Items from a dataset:

******

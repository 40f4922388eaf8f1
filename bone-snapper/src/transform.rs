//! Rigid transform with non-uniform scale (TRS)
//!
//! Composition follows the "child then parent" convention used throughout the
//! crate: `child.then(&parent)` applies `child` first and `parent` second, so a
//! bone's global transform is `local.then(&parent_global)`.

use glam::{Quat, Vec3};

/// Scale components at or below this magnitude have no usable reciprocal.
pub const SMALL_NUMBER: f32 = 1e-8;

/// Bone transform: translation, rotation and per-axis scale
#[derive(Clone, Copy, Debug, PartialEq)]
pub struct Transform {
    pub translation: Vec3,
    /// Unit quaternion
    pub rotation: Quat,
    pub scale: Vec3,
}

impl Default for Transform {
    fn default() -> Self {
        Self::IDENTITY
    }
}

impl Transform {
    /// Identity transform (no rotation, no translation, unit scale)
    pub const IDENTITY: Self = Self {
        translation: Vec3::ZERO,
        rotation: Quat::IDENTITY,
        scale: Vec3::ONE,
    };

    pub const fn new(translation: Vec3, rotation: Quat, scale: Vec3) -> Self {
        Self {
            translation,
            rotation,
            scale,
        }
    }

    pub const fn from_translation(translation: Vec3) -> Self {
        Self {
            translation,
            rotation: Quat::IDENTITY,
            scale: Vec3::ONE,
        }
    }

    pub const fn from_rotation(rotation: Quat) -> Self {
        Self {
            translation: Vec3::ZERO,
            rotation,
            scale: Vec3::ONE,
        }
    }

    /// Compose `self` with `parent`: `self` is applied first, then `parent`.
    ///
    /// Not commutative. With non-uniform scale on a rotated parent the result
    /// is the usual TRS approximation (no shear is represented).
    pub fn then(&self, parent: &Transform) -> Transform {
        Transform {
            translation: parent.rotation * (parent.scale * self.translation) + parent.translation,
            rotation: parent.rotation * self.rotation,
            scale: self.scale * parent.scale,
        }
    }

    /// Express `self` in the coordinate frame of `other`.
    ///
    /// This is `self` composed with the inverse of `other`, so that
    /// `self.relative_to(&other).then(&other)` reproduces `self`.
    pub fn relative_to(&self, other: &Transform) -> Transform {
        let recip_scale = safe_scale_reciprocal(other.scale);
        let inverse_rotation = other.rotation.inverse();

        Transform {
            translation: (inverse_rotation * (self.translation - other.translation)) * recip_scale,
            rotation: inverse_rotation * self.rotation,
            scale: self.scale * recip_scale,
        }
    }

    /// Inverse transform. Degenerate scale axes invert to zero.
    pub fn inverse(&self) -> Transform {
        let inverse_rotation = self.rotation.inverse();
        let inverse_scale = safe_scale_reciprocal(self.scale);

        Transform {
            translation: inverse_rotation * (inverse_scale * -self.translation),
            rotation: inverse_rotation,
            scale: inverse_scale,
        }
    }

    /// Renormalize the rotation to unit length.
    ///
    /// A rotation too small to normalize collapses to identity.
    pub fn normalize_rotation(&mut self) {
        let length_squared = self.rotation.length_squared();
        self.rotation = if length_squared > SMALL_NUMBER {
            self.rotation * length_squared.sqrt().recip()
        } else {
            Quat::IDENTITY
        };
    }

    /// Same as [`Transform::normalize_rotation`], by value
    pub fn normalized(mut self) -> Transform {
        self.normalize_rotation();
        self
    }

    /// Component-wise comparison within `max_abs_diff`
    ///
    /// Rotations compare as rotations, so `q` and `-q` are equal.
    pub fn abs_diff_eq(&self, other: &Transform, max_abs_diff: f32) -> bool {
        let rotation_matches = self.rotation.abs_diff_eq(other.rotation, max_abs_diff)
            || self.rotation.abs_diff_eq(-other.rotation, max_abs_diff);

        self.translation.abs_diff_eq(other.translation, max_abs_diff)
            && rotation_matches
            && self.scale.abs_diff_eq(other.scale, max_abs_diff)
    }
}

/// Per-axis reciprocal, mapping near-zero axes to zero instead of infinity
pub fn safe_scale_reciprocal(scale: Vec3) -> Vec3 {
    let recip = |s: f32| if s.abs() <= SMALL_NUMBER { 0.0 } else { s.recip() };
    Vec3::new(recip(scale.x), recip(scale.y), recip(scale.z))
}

******

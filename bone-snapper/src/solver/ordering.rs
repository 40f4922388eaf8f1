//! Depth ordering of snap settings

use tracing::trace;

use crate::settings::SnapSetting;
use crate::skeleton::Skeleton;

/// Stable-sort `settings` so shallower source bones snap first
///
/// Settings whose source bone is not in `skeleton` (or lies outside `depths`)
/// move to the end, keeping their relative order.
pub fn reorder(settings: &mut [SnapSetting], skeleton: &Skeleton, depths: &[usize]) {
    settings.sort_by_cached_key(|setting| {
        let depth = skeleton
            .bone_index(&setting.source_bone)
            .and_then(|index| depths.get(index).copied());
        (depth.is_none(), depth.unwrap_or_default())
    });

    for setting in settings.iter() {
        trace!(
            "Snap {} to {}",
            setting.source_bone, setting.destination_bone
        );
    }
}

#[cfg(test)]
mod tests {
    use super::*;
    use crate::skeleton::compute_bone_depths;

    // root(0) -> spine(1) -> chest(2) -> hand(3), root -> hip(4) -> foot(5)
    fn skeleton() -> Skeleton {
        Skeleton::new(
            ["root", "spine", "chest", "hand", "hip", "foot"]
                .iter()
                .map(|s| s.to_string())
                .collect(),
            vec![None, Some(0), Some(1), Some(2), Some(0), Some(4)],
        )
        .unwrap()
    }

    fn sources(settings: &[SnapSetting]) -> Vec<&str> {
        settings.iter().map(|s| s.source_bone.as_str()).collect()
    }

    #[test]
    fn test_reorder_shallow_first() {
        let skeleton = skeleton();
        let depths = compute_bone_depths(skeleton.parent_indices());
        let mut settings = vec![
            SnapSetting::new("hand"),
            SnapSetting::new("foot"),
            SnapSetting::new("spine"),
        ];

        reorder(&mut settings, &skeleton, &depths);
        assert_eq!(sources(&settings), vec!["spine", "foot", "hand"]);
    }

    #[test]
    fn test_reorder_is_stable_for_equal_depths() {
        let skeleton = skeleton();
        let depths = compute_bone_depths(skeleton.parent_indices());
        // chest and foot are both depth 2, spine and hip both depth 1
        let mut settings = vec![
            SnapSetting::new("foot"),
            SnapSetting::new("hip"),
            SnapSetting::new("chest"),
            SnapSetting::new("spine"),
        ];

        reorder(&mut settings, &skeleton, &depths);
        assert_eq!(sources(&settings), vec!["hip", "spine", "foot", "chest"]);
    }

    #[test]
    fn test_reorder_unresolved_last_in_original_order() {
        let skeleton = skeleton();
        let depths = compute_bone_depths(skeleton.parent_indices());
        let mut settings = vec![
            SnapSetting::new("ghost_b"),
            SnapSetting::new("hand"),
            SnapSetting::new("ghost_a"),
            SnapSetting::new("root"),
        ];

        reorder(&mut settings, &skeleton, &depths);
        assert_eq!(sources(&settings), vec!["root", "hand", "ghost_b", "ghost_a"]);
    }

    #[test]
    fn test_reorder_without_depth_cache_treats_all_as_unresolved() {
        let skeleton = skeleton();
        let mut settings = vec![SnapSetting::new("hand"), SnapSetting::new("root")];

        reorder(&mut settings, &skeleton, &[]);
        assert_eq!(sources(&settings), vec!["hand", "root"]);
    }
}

******

Activity
Every line above from the line with "Self::IDENTITY" to the line with "let recip_scale = safe_scale_reciprocal(other.scale);" is wanted, ends included; write them out exactly and add no other line.

Output for this task
        Self::IDENTITY
    }
}

impl Transform {
    /// Identity transform (no rotation, no translation, unit scale)
    pub const IDENTITY: Self = Self {
        translation: Vec3::ZERO,
        rotation: Quat::IDENTITY,
        scale: Vec3::ONE,
    };

    pub const fn new(translation: Vec3, rotation: Quat, scale: Vec3) -> Self {
        Self {
            translation,
            rotation,
            scale,
        }
    }

    pub const fn from_translation(translation: Vec3) -> Self {
        Self {
            translation,
            rotation: Quat::IDENTITY,
            scale: Vec3::ONE,
        }
    }

    pub const fn from_rotation(rotation: Quat) -> Self {
        Self {
            translation: Vec3::ZERO,
            rotation,
            scale: Vec3::ONE,
        }
    }

    /// Compose `self` with `parent`: `self` is applied first, then `parent`.
    ///
    /// Not commutative. With non-uniform scale on a rotated parent the result
    /// is the usual TRS approximation (no shear is represented).
    pub fn then(&self, parent: &Transform) -> Transform {
        Transform {
            translation: parent.rotation * (parent.scale * self.translation) + parent.translation,
            rotation: parent.rotation * self.rotation,
            scale: self.scale * parent.scale,
        }
    }

    /// Express `self` in the coordinate frame of `other`.
    ///
    /// This is `self` composed with the inverse of `other`, so that
    /// `self.relative_to(&other).then(&other)` reproduces `self`.
    pub fn relative_to(&self, other: &Transform) -> Transform {
        let recip_scale = safe_scale_reciprocal(other.scale);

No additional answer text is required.